# Structural Biochemistry/Third law

## Introduction

The Third Law of Thermodynamics is a physical law regarding the role of entropy in nature. This law, along with the first two Laws of Thermodynamics are absolute, in that everything in the observable universe obeys these laws and, like time and gravity, nothing is exempt from them. The Third Law of Thermodynamics states that:

"As a system approaches absolute zero, all processes cease and the entropy of the system approaches a minimum value."

This minimum value, however, is not necessarily zero, although it is almost always zero in a perfect, pure crystalline substance. A perfect, pure crystal is one where the atomic and molecular arrangement is perfectly symmetrical and evenly distributed throughout the substance, and where each molecule is identical to one another. On the Kelvin scale, zero degrees Kelvin is the lowest mathematically possible temperature in the universe, corresponding to about -273.15° Celsius or -459.7 Fahrenheit.

In actuality, it is impossible for any real system to reach absolute zero, in part due to the Second Law of Thermodynamics, which says that heat transfer cannot occur spontaneously from a colder body to a hotter body. Thus, any system must draw energy from nearby systems as the system approaches absolute zero. Because it must draw energy, obtaining absolute zero is physically impossible and is a mathematical limit of the universe.

## Entropy

The melting of ice is a common example of increasing entropy.

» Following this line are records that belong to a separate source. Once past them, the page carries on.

use std::str::FromStr;

use actix_web::{web, HttpResponse};
use bigdecimal::{BigDecimal, Zero};
use diesel::pg::Pg;
use diesel::prelude::*;
use serde::{Deserialize, Serialize};
use utoipa::ToSchema;
use uuid::Uuid;

use crate::db::DbPool;
use crate::errors::AppError;
use crate::models::product::{NewProduct, Product, ProductChangeset};
use crate::pricing;
use crate::schema::products;

// ── Request / response DTOs ──────────────────────────────────────────────────

#[derive(Debug, Deserialize, ToSchema)]
#[serde(rename_all = "camelCase")]
pub struct ProductRequest {
    pub name: String,
    pub description: String,
    /// Gross price (VAT included) as a decimal string to avoid
    /// floating-point issues, e.g. "999.99"
    pub total_price: String,
    /// VAT rate as a decimal string, e.g. "0.22"
    pub vat_rate: String,
}

#[derive(Debug, Serialize, ToSchema)]
#[serde(rename_all = "camelCase")]
pub struct ProductResponse {
    pub id: Uuid,
    pub name: String,
    pub description: String,
    pub total_price: String,
    pub net_price: String,
    pub vat_amount: String,
    pub vat_rate: String,
}

impl From<Product> for ProductResponse {
    fn from(product: Product) -> Self {
        let net_price = pricing::compute_net_price(&product.total_price, &product.vat_rate);
        let vat_amount = &product.total_price - &net_price;
        ProductResponse {
            id: product.id,
            name: product.name,
            description: product.description,
            total_price: product.total_price.to_string(),
            net_price: net_price.to_string(),
            vat_amount: vat_amount.to_string(),
            vat_rate: product.vat_rate.to_string(),
        }
    }
}

// ── Search parameters / pagination ───────────────────────────────────────────

#[derive(Debug, Deserialize, ToSchema)]
#[serde(rename_all = "camelCase")]
pub struct ProductSearchParams {
    /// Case-insensitive name substring filter.
    pub name: Option<String>,
    /// Keep only products strictly more expensive than this.
    pub min_price: Option<String>,
    /// Keep only products strictly cheaper than this.
    pub max_price: Option<String>,
    /// Page number (1-based). Defaults to 1.
    #[serde(default = "default_page")]
    pub page: i64,
    /// Number of items per page. Defaults to 20, maximum 100.
    #[serde(default = "default_limit")]
    pub limit: i64,
}

fn default_page() -> i64 {
    1
}

fn default_limit() -> i64 {
    20
}

// ── Field validation ─────────────────────────────────────────────────────────

fn parse_positive_price(field: &str, raw: &str) -> Result<BigDecimal, AppError> {
    let value = BigDecimal::from_str(raw)
        .map_err(|_| AppError::BadRequest(format!("Invalid {field}: '{raw}'")))?;
    if value <= BigDecimal::zero() {
        return Err(AppError::BadRequest(format!(
            "Product {field} must be greater than zero"
        )));
    }
    if value.fractional_digit_count() > 2 {
        return Err(AppError::BadRequest(format!(
            "Product {field} must have at most 2 fractional digits"
        )));
    }
    Ok(value)
}

fn validate_request(body: &ProductRequest) -> Result<(BigDecimal, BigDecimal), AppError> {
    let total_price = parse_positive_price("totalPrice", &body.total_price)?;
    let vat_rate = parse_positive_price("vatRate", &body.vat_rate)?;
    Ok((total_price, vat_rate))
}

// ── Handlers ─────────────────────────────────────────────────────────────────

/// POST /api/products
#[utoipa::path(
    post,
    path = "/api/products",
    request_body = ProductRequest,
    responses(
        (status = 201, description = "Product created successfully", body = ProductResponse),
        (status = 400, description = "Invalid product data"),
        (status = 500, description = "Internal server error"),
    ),
    tag = "products"
)]
pub async fn create_product(
    pool: web::Data<DbPool>,
    body: web::Json<ProductRequest>,
) -> Result<HttpResponse, AppError> {
    let body = body.into_inner();
    let (total_price, vat_rate) = validate_request(&body)?;

    let product = web::block(move || {
        let mut conn = pool.get()?;
        let product: Product = diesel::insert_into(products::table)
            .values(&NewProduct {
                id: Uuid::new_v4(),
                name: body.name,
                description: body.description,
                total_price,
                vat_rate,
            })
            .returning(Product::as_returning())
            .get_result(&mut conn)?;
        Ok::<_, AppError>(product)
    })
    .await
    .map_err(|e| AppError::Internal(e.to_string()))??;

    Ok(HttpResponse::Created().json(ProductResponse::from(product)))
}

/// GET /api/products/{id}
#[utoipa::path(
    get,
    path = "/api/products/{id}",
    params(
        ("id" = Uuid, Path, description = "Product UUID"),
    ),
    responses(
        (status = 200, description = "Product found", body = ProductResponse),
        (status = 404, description = "Product not found"),
        (status = 500, description = "Internal server error"),
    ),
    tag = "products"
)]
pub async fn get_product(
    pool: web::Data<DbPool>,
    path: web::Path<Uuid>,
) -> Result<HttpResponse, AppError> {
    let product_id = path.into_inner();

    let product = web::block(move || {
        let mut conn = pool.get()?;
        let product = products::table
            .find(product_id)
            .select(Product::as_select())
            .first(&mut conn)
            .optional()?;
        Ok::<_, AppError>(product)
    })
    .await
    .map_err(|e| AppError::Internal(e.to_string()))??;

    match product {
        Some(product) => Ok(HttpResponse::Ok().json(ProductResponse::from(product))),
        None => Err(AppError::NotFound),
    }
}

/// PUT /api/products/{id}
///
/// Overwrites all four mutable fields. There is no optimistic-concurrency
/// check; concurrent updates follow last-write-wins.
#[utoipa::path(
    put,
    path = "/api/products/{id}",
    request_body = ProductRequest,
    params(
        ("id" = Uuid, Path, description = "Product UUID"),
    ),
    responses(
        (status = 200, description = "Product updated successfully", body = ProductResponse),
        (status = 400, description = "Invalid product data"),
        (status = 404, description = "Product not found"),
        (status = 500, description = "Internal server error"),
    ),
    tag = "products"
)]
pub async fn update_product(
    pool: web::Data<DbPool>,
    path: web::Path<Uuid>,
    body: web::Json<ProductRequest>,
) -> Result<HttpResponse, AppError> {
    let product_id = path.into_inner();
    let body = body.into_inner();
    let (total_price, vat_rate) = validate_request(&body)?;

    let product = web::block(move || {
        let mut conn = pool.get()?;
        let product = diesel::update(products::table.find(product_id))
            .set(&ProductChangeset {
                name: body.name,
                description: body.description,
                total_price,
                vat_rate,
            })
            .returning(Product::as_returning())
            .get_result(&mut conn)
            .optional()?;
        Ok::<_, AppError>(product)
    })
    .await
    .map_err(|e| AppError::Internal(e.to_string()))??;

    match product {
        Some(product) => Ok(HttpResponse::Ok().json(ProductResponse::from(product))),
        None => Err(AppError::NotFound),
    }
}

/// DELETE /api/products/{id}
///
/// Idempotent: deleting an unknown id is still a 204. Orders keep their
/// snapshots, so existing orders are unaffected.
#[utoipa::path(
    delete,
    path = "/api/products/{id}",
    params(
        ("id" = Uuid, Path, description = "Product UUID"),
    ),
    responses(
        (status = 204, description = "Product deleted"),
        (status = 500, description = "Internal server error"),
    ),
    tag = "products"
)]
pub async fn delete_product(
    pool: web::Data<DbPool>,
    path: web::Path<Uuid>,
) -> Result<HttpResponse, AppError> {
    let product_id = path.into_inner();

    web::block(move || {
        let mut conn = pool.get()?;
        diesel::delete(products::table.find(product_id)).execute(&mut conn)?;
        Ok::<_, AppError>(())
    })
    .await
    .map_err(|e| AppError::Internal(e.to_string()))??;

    Ok(HttpResponse::NoContent().finish())
}

/// GET /api/products
///
/// All supplied filters apply conjunctively; absent filters impose no
/// constraint. An empty result set is a valid response.
#[utoipa::path(
    get,
    path = "/api/products",
    params(
        ("name" = Option<String>, Query, description = "Case-insensitive name substring"),
        ("minPrice" = Option<String>, Query, description = "Strict lower price bound"),
        ("maxPrice" = Option<String>, Query, description = "Strict upper price bound"),
        ("page" = Option<i64>, Query, description = "Page number (1-based, default 1)"),
        ("limit" = Option<i64>, Query, description = "Items per page (default 20, max 100)"),
    ),
    responses(
        (status = 200, description = "List of matching products", body = [ProductResponse]),
        (status = 400, description = "Invalid filter value"),
        (status = 500, description = "Internal server error"),
    ),
    tag = "products"
)]
pub async fn search_products(
    pool: web::Data<DbPool>,
    query: web::Query<ProductSearchParams>,
) -> Result<HttpResponse, AppError> {
    let params = query.into_inner();
    let page = params.page.max(1);
    let limit = params.limit.clamp(1, 100);
    let offset = (page - 1) * limit;

    let min_price = params
        .min_price
        .map(|raw| {
            BigDecimal::from_str(&raw)
                .map_err(|_| AppError::BadRequest(format!("Invalid minPrice: '{raw}'")))
        })
        .transpose()?;
    let max_price = params
        .max_price
        .map(|raw| {
            BigDecimal::from_str(&raw)
                .map_err(|_| AppError::BadRequest(format!("Invalid maxPrice: '{raw}'")))
        })
        .transpose()?;

    let rows = web::block(move || {
        let mut conn = pool.get()?;

        let mut query = products::table
            .select(Product::as_select())
            .into_boxed::<Pg>();
        if let Some(name) = params.name {
            query = query.filter(products::name.ilike(format!("%{name}%")));
        }
        if let Some(min) = min_price {
            query = query.filter(products::total_price.gt(min));
        }
        if let Some(max) = max_price {
            query = query.filter(products::total_price.lt(max));
        }

        let rows: Vec<Product> = query
            .order(products::name.asc())
            .limit(limit)
            .offset(offset)
            .load(&mut conn)?;
        Ok::<_, AppError>(rows)
    })
    .await
    .map_err(|e| AppError::Internal(e.to_string()))??;

    let items: Vec<ProductResponse> = rows.into_iter().map(ProductResponse::from).collect();
    Ok(HttpResponse::Ok().json(items))
}
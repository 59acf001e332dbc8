use thiserror::Error;
use uuid::Uuid;

#[derive(Debug, Error)]
pub enum DomainError {
    #[error("Duplicate product: {0}")]
    DuplicateProduct(Uuid),
    #[error("Product not found: {0}")]
    ProductNotFound(Uuid),
    #[error("Order not found")]
    NotFound,
    #[error("Internal error: {0}")]
    Internal(String),
}
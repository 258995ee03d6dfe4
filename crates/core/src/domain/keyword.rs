use std::sync::LazyLock;

use regex::{Regex, RegexBuilder};

use crate::error::CoreError;

// Brand spelling variants: hyphen, space, underscore, dot or no separator,
// plus the bare domain.
pub const DEFAULT_KEYWORD_PATTERN: &str = r"soma[-\s]?health|soma[_.]?health|soma-health\.co";

static DEFAULT_KEYWORD_REGEX: LazyLock<Regex> = LazyLock::new(|| {
    build_regex(DEFAULT_KEYWORD_PATTERN).expect("invalid default keyword regex")
});

#[derive(Debug, Clone)]
pub struct KeywordMatcher {
    regex: Regex,
}

impl KeywordMatcher {
    pub fn new(pattern: &str) -> Result<Self, CoreError> {
        Ok(Self {
            regex: build_regex(pattern)?,
        })
    }

    pub fn is_match(&self, text: &str) -> bool {
        self.regex.is_match(text)
    }

    pub fn matches_post(&self, title: &str, selftext: &str) -> bool {
        self.is_match(selftext) || self.is_match(title)
    }

    pub fn matches_comment(&self, body: &str) -> bool {
        self.is_match(body)
    }
}

impl Default for KeywordMatcher {
    fn default() -> Self {
        Self {
            regex: DEFAULT_KEYWORD_REGEX.clone(),
        }
    }
}

fn build_regex(pattern: &str) -> Result<Regex, regex::Error> {
    RegexBuilder::new(pattern).case_insensitive(true).build()
}
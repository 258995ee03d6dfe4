pub mod reddit;
pub mod storage;
use std::fmt;

use serde::Serialize;

use crate::error::CoreError;

pub const SECONDS_PER_DAY: i64 = 86_400;

#[derive(Debug, Clone, Copy, PartialEq, Eq, Default, Serialize)]
pub enum TimeRange {
    #[serde(rename = "7d")]
    Week,
    #[serde(rename = "14d")]
    Fortnight,
    #[default]
    #[serde(rename = "30d")]
    Month,
    #[serde(rename = "all")]
    All,
}

impl TimeRange {
    pub fn parse(input: &str) -> Result<Self, CoreError> {
        match input.trim().to_ascii_lowercase().as_str() {
            "7d" => Ok(TimeRange::Week),
            "14d" => Ok(TimeRange::Fortnight),
            "30d" => Ok(TimeRange::Month),
            "all" => Ok(TimeRange::All),
            other => Err(CoreError::InvalidTimeRange(other.to_string())),
        }
    }

    pub fn as_str(self) -> &'static str {
        match self {
            TimeRange::Week => "7d",
            TimeRange::Fortnight => "14d",
            TimeRange::Month => "30d",
            TimeRange::All => "all",
        }
    }

    pub fn days(self) -> Option<i64> {
        match self {
            TimeRange::Week => Some(7),
            TimeRange::Fortnight => Some(14),
            TimeRange::Month => Some(30),
            TimeRange::All => None,
        }
    }

    pub fn cutoff(self, now_secs: i64) -> Option<i64> {
        self.days()
            .map(|days| now_secs.saturating_sub(days * SECONDS_PER_DAY))
    }

    pub fn contains(self, created_utc: i64, now_secs: i64) -> bool {
        self.cutoff(now_secs)
            .is_none_or(|cutoff| created_utc >= cutoff)
    }
}

impl fmt::Display for TimeRange {
    fn fmt(&self, f: &mut fmt::Formatter<'_>) -> fmt::Result {
        f.write_str(self.as_str())
    }
}

#[cfg(test)]
mod tests {
    use super::*;

    const NOW: i64 = 1_760_000_000;

    #[test]
    fn parse_known_ranges() {
        assert_eq!(TimeRange::parse("7d").unwrap(), TimeRange::Week);
        assert_eq!(TimeRange::parse(" 14D ").unwrap(), TimeRange::Fortnight);
        assert_eq!(TimeRange::parse("30d").unwrap(), TimeRange::Month);
        assert_eq!(TimeRange::parse("all").unwrap(), TimeRange::All);
    }

    #[test]
    fn reject_unknown_range() {
        assert!(TimeRange::parse("90d").is_err());
        assert!(TimeRange::parse("").is_err());
    }

    #[test]
    fn week_window_boundary() {
        let range = TimeRange::Week;
        assert!(!range.contains(NOW - 8 * SECONDS_PER_DAY, NOW));
        assert!(range.contains(NOW - 6 * SECONDS_PER_DAY, NOW));
        assert!(range.contains(NOW - 7 * SECONDS_PER_DAY, NOW));
    }

    #[test]
    fn all_range_has_no_cutoff() {
        assert_eq!(TimeRange::All.cutoff(NOW), None);
        assert!(TimeRange::All.contains(0, NOW));
    }

    #[test]
    fn serializes_as_short_key() {
        let json = serde_json::to_string(&TimeRange::Fortnight).unwrap();
        assert_eq!(json, "\"14d\"");
    }
}
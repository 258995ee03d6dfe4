use axum::extract::State;
use axum::http::header::CACHE_CONTROL;
use axum::http::StatusCode;
use axum::response::{IntoResponse, Response};
use axum::Json;
use chrono::Utc;
use serde::Serialize;
use thiserror::Error;

use crate::state::AppState;
use redpulse_core::domain::activity::{Comment, Post};

const SNAPSHOT_CACHE_CONTROL: &str = "public, s-maxage=1800, stale-while-revalidate=3600";

#[derive(Debug, Error)]
pub enum SnapshotApiError {
    #[error("no snapshot available yet")]
    NotReady,
    #[error("no snapshot available: {0}")]
    RefreshFailed(String),
}

#[derive(Debug, Serialize)]
#[serde(rename_all = "camelCase")]
pub struct FallbackBody {
    pub error: String,
    pub posts: Vec<Post>,
    pub comments: Vec<Comment>,
    pub fetched_at: i64,
}

impl FallbackBody {
    pub fn new(error: String) -> Self {
        Self {
            error,
            posts: Vec::new(),
            comments: Vec::new(),
            fetched_at: Utc::now().timestamp_millis(),
        }
    }
}

pub async fn get_snapshot(State(state): State<AppState>) -> Result<Response, SnapshotApiError> {
    let Some(snapshot) = state.current_snapshot().await else {
        let last_error = state.refresh_health.lock().await.last_error.clone();
        return Err(match last_error {
            Some(message) => SnapshotApiError::RefreshFailed(message),
            None => SnapshotApiError::NotReady,
        });
    };
    Ok(([(CACHE_CONTROL, SNAPSHOT_CACHE_CONTROL)], Json(snapshot.as_ref())).into_response())
}

impl IntoResponse for SnapshotApiError {
    fn into_response(self) -> Response {
        let status = match &self {
            SnapshotApiError::NotReady => StatusCode::SERVICE_UNAVAILABLE,
            SnapshotApiError::RefreshFailed(_) => StatusCode::BAD_GATEWAY,
        };
        (status, Json(FallbackBody::new(self.to_string()))).into_response()
    }
}
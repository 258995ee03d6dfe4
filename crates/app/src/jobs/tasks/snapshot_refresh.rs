use std::path::Path;

use chrono::Utc;
use serde::Serialize;
use tracing::{info, warn};

use crate::jobs::JobError;
use crate::state::AppState;
use redpulse_core::domain::activity::Snapshot;
use redpulse_infra::storage::{load_snapshot, save_snapshot};

#[derive(Debug, Clone, Copy, PartialEq, Eq, Serialize)]
#[serde(rename_all = "camelCase")]
pub struct RefreshStats {
    pub posts: usize,
    pub comments: usize,
    pub fetched_at: i64,
}

impl From<&Snapshot> for RefreshStats {
    fn from(snapshot: &Snapshot) -> Self {
        Self {
            posts: snapshot.posts.len(),
            comments: snapshot.comments.len(),
            fetched_at: snapshot.fetched_at,
        }
    }
}

pub async fn run(state: &AppState) -> Result<RefreshStats, JobError> {
    let _running = state.refresh_lock.lock().await;
    {
        let mut health = state.refresh_health.lock().await;
        health.last_run_at = Some(Utc::now());
    }

    let snapshot = match state.reddit.fetch_snapshot(&state.config.username).await {
        Ok(snapshot) => snapshot,
        Err(err) => {
            let mut health = state.refresh_health.lock().await;
            health.last_error = Some(err.to_string());
            return Err(err.into());
        }
    };
    let stats = RefreshStats::from(&snapshot);

    if let Some(path) = state.config.snapshot_path.as_deref() {
        if let Err(err) = save_snapshot(path, &snapshot).await {
            warn!(error = %err, path = %path.display(), "snapshot persist failed");
        }
    }
    state.replace_snapshot(snapshot).await;

    {
        let mut health = state.refresh_health.lock().await;
        health.last_success_at = Some(Utc::now());
        health.last_error = None;
    }
    Ok(stats)
}

pub async fn scrape(state: &AppState, out: &Path) -> Result<RefreshStats, JobError> {
    info!(username = %state.config.username, "scraping user activity");
    let snapshot = state.reddit.fetch_snapshot(&state.config.username).await?;
    save_snapshot(out, &snapshot).await?;
    let stats = RefreshStats::from(&snapshot);
    info!(
        posts = stats.posts,
        comments = stats.comments,
        path = %out.display(),
        "snapshot saved"
    );
    Ok(stats)
}

pub async fn restore(state: &AppState) -> Result<Option<RefreshStats>, JobError> {
    let Some(path) = state.config.snapshot_path.as_deref() else {
        return Ok(None);
    };
    let Some(snapshot) = load_snapshot(path).await? else {
        info!(path = %path.display(), "no stored snapshot yet");
        return Ok(None);
    };
    let stats = RefreshStats::from(&snapshot);
    state.replace_snapshot(snapshot).await;
    info!(?stats, path = %path.display(), "stored snapshot restored");
    Ok(Some(stats))
}

#[cfg(test)]
mod tests {
    use std::sync::Arc;

    use super::*;
    use crate::state::AppState;
    use crate::wiring::build_state;
    use crate::wiring::tests::{mock_state, mount_single_pages, offline_state};
    use redpulse_infra::storage::load_snapshot;
    use wiremock::MockServer;

    fn snapshot() -> Snapshot {
        Snapshot {
            posts: Vec::new(),
            comments: Vec::new(),
            fetched_at: 7,
        }
    }

    fn state_with_path(path: &Path) -> AppState {
        let mut config = (*offline_state().config).clone();
        config.snapshot_path = Some(path.to_path_buf());
        build_state(config).expect("state")
    }

    #[tokio::test]
    async fn failed_run_keeps_previous_snapshot() {
        let state = offline_state();
        let previous = state.replace_snapshot(snapshot()).await;

        let result = run(&state).await;
        assert!(matches!(result, Err(JobError::Upstream(_))));

        let current = state.current_snapshot().await.expect("snapshot kept");
        assert!(Arc::ptr_eq(&current, &previous));
        let health = state.refresh_health.lock().await.clone();
        assert!(health.last_run_at.is_some());
        assert!(health.last_success_at.is_none());
        assert!(health.last_error.is_some());
    }

    #[tokio::test]
    async fn successful_run_swaps_and_persists_snapshot() {
        let server = MockServer::start().await;
        mount_single_pages(&server).await;
        let dir = tempfile::tempdir().unwrap();
        let path = dir.path().join("data.json");
        let state = mock_state(&server, Some(path.clone()));
        let previous = state.replace_snapshot(snapshot()).await;
        state.refresh_health.lock().await.last_error = Some("stale failure".to_string());

        let stats = run(&state).await.unwrap();
        assert_eq!((stats.posts, stats.comments), (1, 1));

        let current = state.current_snapshot().await.expect("snapshot");
        assert!(!Arc::ptr_eq(&current, &previous));
        assert_eq!(current.fetched_at, stats.fetched_at);
        assert_eq!(current.posts[0].created_utc, 1_700_000_000);
        assert!(current.posts[0].mentions_keyword);
        assert!(!current.comments[0].mentions_keyword);

        let stored = load_snapshot(&path).await.unwrap().expect("file written");
        assert_eq!(&stored, current.as_ref());

        let health = state.refresh_health.lock().await.clone();
        assert!(health.last_success_at.is_some());
        assert!(health.last_error.is_none());
    }

    #[tokio::test]
    async fn restore_loads_stored_snapshot() {
        let dir = tempfile::tempdir().unwrap();
        let path = dir.path().join("data.json");
        save_snapshot(&path, &snapshot()).await.unwrap();
        let state = state_with_path(&path);

        let stats = restore(&state).await.unwrap();
        assert_eq!(
            stats,
            Some(RefreshStats {
                posts: 0,
                comments: 0,
                fetched_at: 7,
            })
        );
        assert_eq!(state.current_snapshot().await.unwrap().fetched_at, 7);
    }

    #[tokio::test]
    async fn restore_without_file_is_empty_state() {
        let dir = tempfile::tempdir().unwrap();
        let state = state_with_path(&dir.path().join("missing.json"));
        assert_eq!(restore(&state).await.unwrap(), None);
        assert!(state.current_snapshot().await.is_none());
    }
}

As a result of the Third Law of Thermodynamics, the concept that the entropy of a system, ΔS, reaches a constant (or 0 Kelvin for a perfect crystal) at a temperature of absolute zero is introduced. This is important because it provides a bottom foundation from which entropy can be measured. For any isothermal process that involves only substances in internal equilibrium, the entropy change goes to zero as the temperature approaches zero. Entropy quantifies the disorder of a system and is used to predict how a system will spontaneously change. Since entropy is proportional to the temperature of a system, once the temperature reaches its lowest point (absolute zero), the entropy, too, approaches zero. This idea can be visualized by drawing an example from water. Water at its most physically free state, water vapor, is fairly unaffected by intermolecular forces, and thus the molecules move and disperse freely and randomly throughout the atmosphere. Water in this form has very high entropy (randomness). As the temperature drops below 100° C and the gas condenses into liquid, the intermolecular forces come into play to a larger degree and thus the molecules move less freely. Water in this form has lost some entropy. As the liquid water approaches 0° C and freezes into solid ice, the intermolecular forces become extremely strong and the molecules can no longer move freely, but can only vibrate within the ice crystals. The entropy in this form is extremely low. As the water is cooled more and the temperature becomes closer and closer to absolute zero, the molecules would completely cease motion and the entropy at this state would have zero entropy.